Outliers: a book review to end the world by.

One day, somehow or other, I dropped a lucrative but ultimately unappealing career in computer science for English Writing. This led, more or less, to my deciding to come to Japan and live what's turned out so far to be the very rest of my life.

Malcolm Gladwell's Outliers is nifty because it goes ahead and explains "somehow or other" and "more or less" in detail bordering on surefire social physics. Did you know that if you're an aspiring Canadian hockey player born in January you're in a world of luck, but if you're born one month before, you're shit of of the same? Or that East Asians really are better at math than Westerners? True stories, statistically and causally speaking. The reasons why are meticulously set out like a dinner banquet at the Kremlin, so I don't wanna vulgarly ruin the endings for you, but hot damn are they nifty.

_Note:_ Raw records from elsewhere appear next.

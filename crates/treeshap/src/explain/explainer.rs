//! TreeSHAP explainer for tree ensembles.
//!
//! Implements the path-dependent TreeSHAP algorithm from Lundberg et al. (2020):
//! "From local explanations to global understanding with explainable AI for trees"
//!
//! Samples are independent, so a batch is split across worker threads. Each
//! worker owns one set of scratch buffers and reuses it for every sample and
//! tree it processes.

use ndarray::{Array1, Array2, Array3, ArrayView1, ArrayView2, Axis};
use tracing::{debug, warn};

use crate::config::ExplainOptions;
use crate::repr::ensemble::{expected_value, raw_prediction};
use crate::repr::{Ensemble, NodeId, OutputTransform, TreeRecord};
use crate::utils::run_with_threads;

use super::accumulator::{Condition, PathAccumulator};
use super::path::PathStack;
use super::{AdditivityFailure, Attributions, ExplainError, ExplainWarning};

/// Per-worker buffers reused across samples.
struct Scratch {
    path: PathStack,
    present: Vec<f64>,
    absent: Vec<f64>,
    uncovered: Vec<NodeId>,
}

impl Scratch {
    fn new(n_features: usize, max_depth: usize) -> Self {
        Self {
            path: PathStack::with_max_depth(max_depth),
            present: vec![0.0; n_features],
            absent: vec![0.0; n_features],
            uncovered: Vec::new(),
        }
    }
}

/// Everything computed for one sample.
struct SampleOutcome {
    phi: Vec<f64>,
    interactions: Option<Vec<f64>>,
    raw_prediction: f64,
    degenerate: Vec<(usize, NodeId)>,
}

/// TreeSHAP explainer for tree ensembles.
///
/// Computes exact Shapley values in time polynomial in tree depth. Holds the
/// ensemble by reference; explaining never mutates it, so one explainer can be
/// shared across threads.
pub struct TreeExplainer<'a> {
    ensemble: &'a Ensemble,
    options: ExplainOptions,
    trees: &'a [TreeRecord],
    expected_value: f64,
    output_transform: OutputTransform,
}

impl<'a> TreeExplainer<'a> {
    /// Create an explainer for `ensemble`.
    ///
    /// The expected value is computed once here, over the trees kept by
    /// `options.tree_limit`.
    pub fn new(ensemble: &'a Ensemble, options: ExplainOptions) -> Self {
        let trees = ensemble.trees_limited(options.tree_limit);
        let expected_value = expected_value(ensemble.base_offset(), trees);
        let output_transform = options
            .output_transform
            .unwrap_or(ensemble.output_transform());

        Self {
            ensemble,
            options,
            trees,
            expected_value,
            output_transform,
        }
    }

    pub fn ensemble(&self) -> &'a Ensemble {
        self.ensemble
    }

    pub fn options(&self) -> &ExplainOptions {
        &self.options
    }

    /// Number of trees being explained.
    pub fn n_trees(&self) -> usize {
        self.trees.len()
    }

    /// Expected raw margin (the base value of every sample).
    pub fn expected_value(&self) -> f64 {
        self.expected_value
    }

    /// Expected value mapped through the output transform.
    pub fn expected_output(&self) -> f64 {
        self.output_transform.apply(self.expected_value)
    }

    /// Compute attributions for a batch of samples.
    ///
    /// # Arguments
    /// * `samples` - Feature matrix with shape `[n_samples, n_features]`; NaN marks a missing value.
    ///   Extra trailing columns are ignored.
    ///
    /// # Errors
    /// - [`ExplainError::FeatureCountMismatch`] if `samples` has fewer columns than the ensemble has features
    /// - [`ExplainError::AdditivityCheckFailed`] if checking is enabled and a sample's
    ///   attributions miss its prediction; the attributions are kept inside the error
    /// - [`ExplainError::ThreadPool`] if a worker pool cannot be created
    pub fn explain(&self, samples: ArrayView2<'_, f64>) -> Result<Attributions, ExplainError> {
        let n_features = self.ensemble.n_features();
        if samples.ncols() < n_features {
            return Err(ExplainError::FeatureCountMismatch {
                expected: n_features,
                actual: samples.ncols(),
            });
        }

        let n_samples = samples.nrows();
        let max_depth = self.trees.iter().map(TreeRecord::max_depth).max().unwrap_or(0);
        debug!(
            n_samples,
            n_features,
            n_trees = self.trees.len(),
            interactions = self.options.interactions,
            "explaining batch"
        );

        let outcomes = run_with_threads(self.options.n_threads, |parallelism| {
            parallelism.maybe_par_map_init(
                0..n_samples,
                || Scratch::new(n_features, max_depth),
                |scratch, sample| self.explain_sample(samples.row(sample), scratch),
            )
        })?;

        let attributions = self.assemble(outcomes, n_features);
        if attributions.has_warnings() {
            warn!(
                n_warnings = attributions.warnings().len(),
                "samples reached nodes without training cover"
            );
        }

        check_additivity(attributions, &self.options)
    }

    fn explain_sample(&self, row: ArrayView1<'_, f64>, scratch: &mut Scratch) -> SampleOutcome {
        let n_features = self.ensemble.n_features();
        let mut phi = vec![0.0; n_features + 1];
        let mut degenerate = Vec::new();

        for (tree_idx, tree) in self.trees.iter().enumerate() {
            PathAccumulator::new(
                tree,
                &row,
                Condition::None,
                &mut phi[..n_features],
                &mut scratch.path,
            )
            .run();

            scratch.uncovered.clear();
            tree.uncovered_route(&row, &mut scratch.uncovered);
            degenerate.extend(scratch.uncovered.iter().map(|&node| (tree_idx, node)));
        }
        phi[n_features] = self.expected_value;

        let interactions = self
            .options
            .interactions
            .then(|| self.interactions(&row, &phi, scratch));

        SampleOutcome {
            phi,
            interactions,
            raw_prediction: raw_prediction(self.ensemble.base_offset(), self.trees, &row),
            degenerate,
        }
    }

    /// Interaction matrix for one sample, flattened row-major `(M+1) x (M+1)`.
    ///
    /// Off-diagonal entries are half the change in `phi_k` between feature `j`
    /// being always known and never known. The diagonal holds what remains of
    /// `phi_j` after its interactions are removed.
    fn interactions(
        &self,
        row: &ArrayView1<'_, f64>,
        phi: &[f64],
        scratch: &mut Scratch,
    ) -> Vec<f64> {
        let n_features = self.ensemble.n_features();
        let width = n_features + 1;
        let mut matrix = vec![0.0; width * width];
        for j in 0..n_features {
            matrix[j * width + j] = phi[j];
        }
        matrix[n_features * width + n_features] = phi[n_features];

        for j in 0..n_features {
            let feature = j as u32;
            scratch.present.fill(0.0);
            scratch.absent.fill(0.0);

            let mut used = false;
            for tree in self.trees {
                if !tree.uses_feature(feature) {
                    continue;
                }
                used = true;
                for (condition, out) in [
                    (Condition::Present(feature), &mut scratch.present),
                    (Condition::Absent(feature), &mut scratch.absent),
                ] {
                    PathAccumulator::new(tree, row, condition, out, &mut scratch.path).run();
                }
            }
            if !used {
                continue;
            }

            for k in (0..n_features).filter(|&k| k != j) {
                let value = (scratch.present[k] - scratch.absent[k]) / 2.0;
                matrix[j * width + k] = value;
                matrix[j * width + j] -= value;
            }
        }

        matrix
    }

    fn assemble(&self, outcomes: Vec<SampleOutcome>, n_features: usize) -> Attributions {
        let n_samples = outcomes.len();
        let width = n_features + 1;
        let mut values = Array2::<f64>::zeros((n_samples, width));
        let mut raw_predictions = Array1::<f64>::zeros(n_samples);
        let mut interactions = self
            .options
            .interactions
            .then(|| Array3::<f64>::zeros((n_samples, width, width)));
        let mut warnings = Vec::new();

        for (sample, outcome) in outcomes.into_iter().enumerate() {
            values
                .row_mut(sample)
                .assign(&ArrayView1::from(outcome.phi.as_slice()));
            raw_predictions[sample] = outcome.raw_prediction;

            if let (Some(tensor), Some(matrix)) = (interactions.as_mut(), outcome.interactions) {
                for (dst, src) in tensor
                    .index_axis_mut(Axis(0), sample)
                    .iter_mut()
                    .zip(matrix)
                {
                    *dst = src;
                }
            }

            warnings.extend(outcome.degenerate.into_iter().map(|(tree, node)| {
                ExplainWarning::DegenerateCover { sample, tree, node }
            }));
        }

        Attributions::from_parts(
            values,
            interactions,
            raw_predictions,
            self.expected_value,
            self.output_transform,
            warnings,
        )
    }
}

/// Compute attributions with a one-off [`TreeExplainer`].
///
/// # Example
///
/// ```
/// use ndarray::array;
/// use treeshap::{explain, BuildConfig, Ensemble, ExplainOptions, OutputTransform, TreeArrays};
///
/// let mut tree = TreeArrays::new();
/// tree.push_split(0, 0.5, 1, 2, 2.0);
/// tree.push_leaf(0.0, 1.0);
/// tree.push_leaf(1.0, 1.0);
/// let ensemble =
///     Ensemble::from_arrays(vec![tree], 1, 0.0, OutputTransform::Identity, &BuildConfig::default())
///         .unwrap();
///
/// let options = ExplainOptions::builder().interactions(true).build().unwrap();
/// let shap = explain(&ensemble, array![[1.0]].view(), &options).unwrap();
/// assert_eq!(shap.get(0, 0), 0.5);
/// assert_eq!(shap.interaction(0, 0, 0), Some(0.5));
/// assert_eq!(shap.interaction(0, 1, 1), Some(0.5));
/// ```
pub fn explain(
    ensemble: &Ensemble,
    samples: ArrayView2<'_, f64>,
    options: &ExplainOptions,
) -> Result<Attributions, ExplainError> {
    TreeExplainer::new(ensemble, options.clone()).explain(samples)
}

/// Apply the additivity check configured in `options`.
fn check_additivity(
    attributions: Attributions,
    options: &ExplainOptions,
) -> Result<Attributions, ExplainError> {
    if !options.check_additivity {
        return Ok(attributions);
    }

    let violations = attributions.additivity_violations(options.additivity_tolerance);
    if violations.is_empty() {
        return Ok(attributions);
    }

    let failure = AdditivityFailure::new(violations, attributions);
    warn!(
        n_violations = failure.violations.len(),
        worst_residual = failure.worst_residual,
        "additivity check failed"
    );
    Err(ExplainError::AdditivityCheckFailed(Box::new(failure)))
}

The book's profound for the same reasons. It turns out back in the 1970s and 80s, all the way up through the mid-90s, Korea crashed more planes than most any other place in the world because they were letting Koreans fly their planes. You're more likely to piss off a Southerner by calling him an asshole than you are a Northerner. Jewish immigrants of the early 20th century really were better prepared to be businesspeople than Irish or Italian peasants, and their sons were better prepared to be doctors and lawyers as a result. And a good majority of the folks at the top of Silicon Valley right now were born in 1954 and 1955, including Bill Gates, Bill Joy, Steve Jobs, and Eric Schmidt, chairman and CEO of Google.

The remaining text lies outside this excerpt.